The WA1320 is a machine designed for practical use and NEC have obviously decided to buck the trend of creating overly simplistic computers at the expense of looks. The front of the WA1320 sports a DVD Rom drive, a separate DVD re-writer, two USB ports, audio in and out jack sockets and a floppy disc drive thrown in for good measure. In fact, NEC have crammed quite a lot into the rest of the WA1320 as well. Round the back we have four more USB ports, Ethernet, parallel ports, DVI and VGA monitor ports PS/2 for keyboard and mouse and some video and audio inputs as well. That’s not counting the supplied graphics card of course which has another two DVI ports as well as S-Video output. Inside there’s room for expansion via three available PCI slots, and a 3.5inch bay, the WA1320 can hold up to a maximum of 2.25TB internally by fitting three 750Gb hard drives. All this fits neatly into the workstations compact frame. Oddly, FireWire isn’t included but is optional. For the full specification sheet from the NEC site.

Design
The WA1320 isn’t the prettiest of computers to look at, it certainly won’t win any awards but it’s not hideous either. In fact it’s quite conventional looking and will most likely suit its target market down to the ground. The fascia is sturdy enough and feels like it will survive sitting under the desk for some time. The two-tone black and silver/grey does the job but does feel somewhat plasticky. It does however provide a nice backDROP for the cool electric blue that emanates from the centre of the power button. The rest of the case is made from purely functional metal.

Accessories
The review model came complete with 19inch Monitor, in this case an NEC 1990SX. I’m in the position of using the previous model on an almost daily basis and this monitor, like it forerunner stands up to the use magnificently. Image is sharp and colour precise straight out of the box and there’s no real hint of flicker. It’s my view that at the moment NEC are making some of the best monitors that graphics orientated professionals can get their hands on and this model accompanies the graphics heavy WA1320 beautifully, as it should.

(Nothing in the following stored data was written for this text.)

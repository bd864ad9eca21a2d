use crate::client::api::{BookingApi, SubmissionError};
use crate::models::{BookingRequest, Frequency, Language, TimeOfDay};
use crate::services::pricing::{self, PlanTier};

/// Seconds the success screen stays up before the UI navigates home.
pub const SUCCESS_REDIRECT_SECS: u8 = 10;

#[derive(Debug, Clone, Copy, PartialEq, Eq)]
pub enum Step {
    Contact,
    Service,
    Confirm,
}

#[derive(Debug, Clone, Copy, PartialEq, Eq)]
pub enum SubmitStatus {
    Idle,
    Submitting,
    Success { countdown: u8 },
    Failed,
}

/// Which contact fields are currently marked invalid. Email and phone are
/// a pair: both get marked when neither is filled, and editing either
/// clears both.
#[derive(Debug, Clone, Copy, Default, PartialEq, Eq)]
pub struct FieldErrors {
    pub name: bool,
    pub email: bool,
    pub phone: bool,
    pub address: bool,
}

impl FieldErrors {
    pub fn any(&self) -> bool {
        self.name || self.email || self.phone || self.address
    }
}

/// The three-step booking funnel. Values survive back-navigation and
/// failed submissions; nothing leaves this struct until `begin_submit`
/// hands out a validated request.
pub struct BookingForm {
    language: Language,
    step: Step,
    status: SubmitStatus,
    errors: FieldErrors,
    agreed_to_terms: bool,

    name: String,
    email: String,
    phone: String,
    address: String,
    num_cats: u32,
    frequency: Frequency,
    time_of_day: TimeOfDay,
    notes: String,
    plan: String,
}

impl BookingForm {
    pub fn new(language: Language) -> Self {
        Self {
            language,
            step: Step::Contact,
            status: SubmitStatus::Idle,
            errors: FieldErrors::default(),
            agreed_to_terms: false,
            name: String::new(),
            email: String::new(),
            phone: String::new(),
            address: String::new(),
            num_cats: 1,
            frequency: Frequency::PerWeek(1),
            time_of_day: TimeOfDay::Morning,
            notes: String::new(),
            plan: "Essential".to_string(),
        }
    }

    pub fn step(&self) -> Step {
        self.step
    }

    pub fn status(&self) -> SubmitStatus {
        self.status
    }

    pub fn errors(&self) -> FieldErrors {
        self.errors
    }

    pub fn language(&self) -> Language {
        self.language
    }

    pub fn set_language(&mut self, language: Language) {
        self.language = language;
    }

    pub fn name(&self) -> &str {
        &self.name
    }

    pub fn plan(&self) -> &str {
        &self.plan
    }

    pub fn num_cats(&self) -> u32 {
        self.num_cats
    }

    pub fn frequency(&self) -> Frequency {
        self.frequency
    }

    pub fn agreed_to_terms(&self) -> bool {
        self.agreed_to_terms
    }

    pub fn set_name(&mut self, value: impl Into<String>) {
        self.name = value.into();
        self.errors.name = false;
    }

    pub fn set_email(&mut self, value: impl Into<String>) {
        self.email = value.into();
        self.errors.email = false;
        self.errors.phone = false;
    }

    pub fn set_phone(&mut self, value: impl Into<String>) {
        self.phone = value.into();
        self.errors.email = false;
        self.errors.phone = false;
    }

    pub fn set_address(&mut self, value: impl Into<String>) {
        self.address = value.into();
        self.errors.address = false;
    }

    pub fn set_num_cats(&mut self, count: u32) {
        self.num_cats = count.max(1);
    }

    pub fn set_frequency(&mut self, frequency: Frequency) {
        self.frequency = frequency;
    }

    pub fn set_time_of_day(&mut self, time_of_day: TimeOfDay) {
        self.time_of_day = time_of_day;
    }

    pub fn set_notes(&mut self, value: impl Into<String>) {
        self.notes = value.into();
    }

    pub fn set_agreed_to_terms(&mut self, agreed: bool) {
        self.agreed_to_terms = agreed;
    }

    /// Rewrites the free-form plan label: localized tier name plus the
    /// discount badge for the current frequency, e.g. "Care Plus (5% OFF)".
    pub fn select_plan(&mut self, tier: PlanTier) {
        let base = tier.label(self.language);
        self.plan = match self.current_badge() {
            Some(badge) => format!("{base} ({})", badge.label()),
            None => base.to_string(),
        };
    }

    fn current_badge(&self) -> Option<pricing::DiscountBadge> {
        match self.frequency {
            Frequency::PerWeek(n) => pricing::discount_badge(n),
            Frequency::Custom => None,
        }
    }

    /// Weekly total for the currently selected options, as shown on step 2
    /// and on the confirmation step. Same function the server uses for the
    /// emails, so the preview can never drift.
    pub fn price_preview(&self) -> String {
        pricing::compute_price(
            PlanTier::from_label(&self.plan),
            self.num_cats,
            self.frequency,
        )
        .display(self.language)
    }

    fn validate_contact(&mut self) -> bool {
        let mut errors = FieldErrors::default();
        if self.name.trim().is_empty() {
            errors.name = true;
        }
        if self.address.trim().is_empty() {
            errors.address = true;
        }
        if self.email.trim().is_empty() && self.phone.trim().is_empty() {
            errors.email = true;
            errors.phone = true;
        }
        self.errors = errors;
        !errors.any()
    }

    /// Advances one step. Contact details must validate before the service
    /// step; the confirmation step is reachable unconditionally because
    /// every service field has a default.
    pub fn next(&mut self) {
        match self.step {
            Step::Contact => {
                if self.validate_contact() {
                    self.step = Step::Service;
                }
            }
            Step::Service => self.step = Step::Confirm,
            Step::Confirm => {}
        }
    }

    /// Always allowed outside an in-flight submit; keeps all entered
    /// values and clears error marks.
    pub fn back(&mut self) {
        if self.status == SubmitStatus::Submitting {
            return;
        }
        self.errors = FieldErrors::default();
        self.step = match self.step {
            Step::Contact => Step::Contact,
            Step::Service => Step::Contact,
            Step::Confirm => Step::Service,
        };
    }

    pub fn can_submit(&self) -> bool {
        self.step == Step::Confirm
            && self.agreed_to_terms
            && self.status != SubmitStatus::Submitting
            && !matches!(self.status, SubmitStatus::Success { .. })
    }

    /// Starts a submission: gate checks, a final contact re-validation
    /// (bouncing back to step 1 on violation), then hands out the request
    /// to send. Returns `None` when nothing should be sent.
    pub fn begin_submit(&mut self) -> Option<BookingRequest> {
        if !self.can_submit() {
            return None;
        }
        if !self.validate_contact() {
            self.step = Step::Contact;
            return None;
        }
        self.status = SubmitStatus::Submitting;
        Some(self.request())
    }

    pub fn complete_submit(&mut self, result: Result<(), SubmissionError>) {
        self.status = match result {
            Ok(()) => SubmitStatus::Success {
                countdown: SUCCESS_REDIRECT_SECS,
            },
            Err(_) => SubmitStatus::Failed,
        };
    }

    /// One submission call per invocation; no automatic retry. Returns
    /// whether the submission succeeded.
    pub async fn submit(&mut self, api: &BookingApi) -> bool {
        let Some(request) = self.begin_submit() else {
            return false;
        };
        let result = api.submit(&request).await;
        self.complete_submit(result);
        matches!(self.status, SubmitStatus::Success { .. })
    }

    /// Advances the success countdown by one second. Returns true once the
    /// UI should navigate away.
    pub fn tick(&mut self) -> bool {
        if let SubmitStatus::Success { countdown } = &mut self.status {
            if *countdown > 0 {
                *countdown -= 1;
            }
            return *countdown == 0;
        }
        false
    }

    fn optional(value: &str) -> Option<String> {
        let trimmed = value.trim();
        if trimmed.is_empty() {
            None
        } else {
            Some(trimmed.to_string())
        }
    }

    pub fn request(&self) -> BookingRequest {
        BookingRequest {
            name: self.name.trim().to_string(),
            email: Self::optional(&self.email),
            phone: Self::optional(&self.phone),
            address: self.address.trim().to_string(),
            num_cats: self.num_cats,
            frequency: self.frequency,
            plan: self.plan.clone(),
            time_of_day: self.time_of_day,
            notes: Self::optional(&self.notes),
            language: self.language,
        }
    }
}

That’s the output, now lets get to the input. Unfortunately I can’t be as enthusiastic here as I was with the monitor. The supplied keyboard and mouse are, quite frankly, cheap. If you’re serious about what you're doing and buy this computer you’ll also want to invest in a new keyboard and mouse. In a nutshell the keyboard sits too low - the supports underneath are next to useless – and the keys seem quite sharp as they have slightly raised edges. In its defence they are quite soft when depressed and therefore don’t sound too clunky when pressed, although an office full of them would probably be a bit too much. The mouse doesn’t fair much better, it shares the same black plastic finish as the keyboard and  the same feel of low quality production. The mouse is a three button affair with the central button also being a rather clicky sounding scroll wheel, all fairly standard really. One thing the mouse does have in its favour is that it’s comfortable to use which is important if you find yourself using one all day.

Verdict: 
NEC’s WA1320 is a good solid workstation and those that buy it for themselves or their business will be pleased with what they get. The WA1320 will work for you all day long and boasts an impressive specification and in use feels responsive and snappy. It is somewhat let down by small issues such as the cheap feeling build quality and this lessens the users experience, which is a shame as this computer deserves better. That said with prices starting at £479 the WA1320 is hard to beat.